Vier minuten (quatre minutes) de Chris Kraus

Le piano, instrument romantique par excellence, semble jouer un rôle particulier dans la représentation de la musique au cinéma. On ne compte plus les films mettant en scène des pianos et des pianistes. Imaginerait-on Holly Hunter jouant du basson ou de la viole de gambe dans La leçon de piano ?

Ou encore Adrien Brody jouant du trombone à coulisse devant un officier allemand dans Le pianiste ? Il semble donc que le piano, sa présence massive dans le champ de la caméra, les rondeurs de ses flancs, la simplicité géométrique de ses touches noires et blanches, suscite particulièrement les passions des réalisateurs et du public. Il est vrai que chacun peut aborder le piano et jouer quelques notes, alors que c'est l'instrument les plus difficile qui soit lorsqu'on veut bien en jouer.

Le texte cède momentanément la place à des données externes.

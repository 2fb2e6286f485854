//! Driving port for creating, updating and deleting pets.
//!
//! Implementations check, in order: identity (401), existence (404),
//! ownership (403) and finally field validation (400).

use async_trait::async_trait;

use crate::domain::{Caller, Error, Pet, PetFields, PetId};

#[async_trait]
pub trait PetsCommand: Send + Sync {
    /// Register a pet owned by the caller.
    async fn create(&self, caller: &Caller, fields: PetFields<'_>) -> Result<Pet, Error>;

    /// Replace the fields of a pet the caller owns.
    async fn update(&self, caller: &Caller, id: &PetId, fields: PetFields<'_>)
    -> Result<Pet, Error>;

    /// Delete a pet the caller owns.
    async fn delete(&self, caller: &Caller, id: &PetId) -> Result<(), Error>;
}
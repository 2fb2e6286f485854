//! Multi-tenant pet registry backend.
//!
//! Layers follow a hexagonal layout: [`domain`] holds the rules and the
//! ports, [`inbound`] and [`outbound`] adapt them to HTTP and storage.

pub mod doc;
pub mod domain;
#[cfg(feature = "example-data")]
pub mod example_data;
pub mod inbound;
pub mod middleware;
pub mod outbound;
#[cfg(any(test, feature = "test-support"))]
pub mod test_support;

/// Public OpenAPI surface used by Swagger UI and tooling.
pub use doc::ApiDoc;
pub use domain::TraceId;
pub use middleware::Trace;
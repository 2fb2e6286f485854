//! PostgreSQL persistence adapters using Diesel ORM.
//!
//! Repositories translate between Diesel rows (`models.rs`, `schema.rs`)
//! and domain types; neither row type leaves this module. Connections come
//! from a shared `bb8` pool through `diesel-async`, and every Diesel failure
//! is mapped to the owning port's error type.
//!
//! # Example
//!
//! ```no_run
//! use pet_registry::outbound::persistence::{DbPool, DieselPetRepository, PoolConfig};
//!
//! # async fn connect() -> Result<(), Box<dyn std::error::Error>> {
//! let pool = DbPool::new(PoolConfig::new("postgres://localhost/pets")).await?;
//! let pets = DieselPetRepository::new(pool);
//! # let _ = pets;
//! # Ok(())
//! # }
//! ```

mod diesel_breed_repository;
mod diesel_error_mapping;
mod diesel_pet_repository;
mod diesel_user_repository;
mod migrations;
mod models;
mod pool;
mod schema;

pub use diesel_breed_repository::DieselBreedRepository;
pub use diesel_pet_repository::DieselPetRepository;
pub use diesel_user_repository::DieselUserRepository;
pub use migrations::{MigrationError, run_pending_migrations};
pub use pool::{DbPool, PoolConfig, PoolError};
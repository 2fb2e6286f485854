//! Outbound adapters implementing domain ports for infrastructure.
//!
//! - **persistence**: PostgreSQL repositories using Diesel.
//! - **memory**: in-process repositories for database-free deployments and
//!   tests.
//! - **security**: Argon2id password hashing.
//!
//! Adapters translate between domain types and infrastructure
//! representations. They contain no business rules.

pub mod memory;
pub mod persistence;
pub mod security;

J'ai vu un bon nombre de ces films et ils ne m'ont pas tous enthousiasmé. J'ai trouvé par exemple La pianiste de Michael Haenke, qui décrit la sexualité sado-masochiste d'une prof de piano, particulièrement malsain et nauséabond. Que faisaient Isabelle Huppert et Benoît Magimel dans cette galère ? Romain Duris fait un pianiste bien peu convaincant dans De battre mon coeur s'est arrêté. Quand à Albert Dupontel dans Fauteuils d'orchestre, on s'attendrait davantage à le voir déménager des pianos qu'en jouer avec sensibilité.

Vier Minuten

Vier minuten (Quatre minutes) de Chris Klaus est certainement un des meilleurs films que j'ai vus, toutes catégories confondues. Bien que restant fidèle aux stéréotypes cinématographiques du piano (le pianiste génial, la relation professeur-élève, la violence latente de la musique) il m'a frappé par sa force, sa profondeur, et son ambiance particulièrement prenante qui n'est pas sans rappeler La vie des autres. Si vous ne l'avez pas encore vu, je ne voudrais pas gâcher votre plaisir en révélant trop de choses à l'avance, aussi me contenterai-je de remarques de détail.

Par exemple, lors du premier plan où le piano apparaît, il est juché sur un camion, et l'on entend du heavy metal (guitares électriques saturées, chanteurs hystériques), celui que les livreurs barbus et tatoués écoutent à la radio. Chris Klaus ne donne pas de réponses toutes faites, mais il pose la question: qu'est-ce que la musique ? pourquoi jouer du piano aujourd'hui ?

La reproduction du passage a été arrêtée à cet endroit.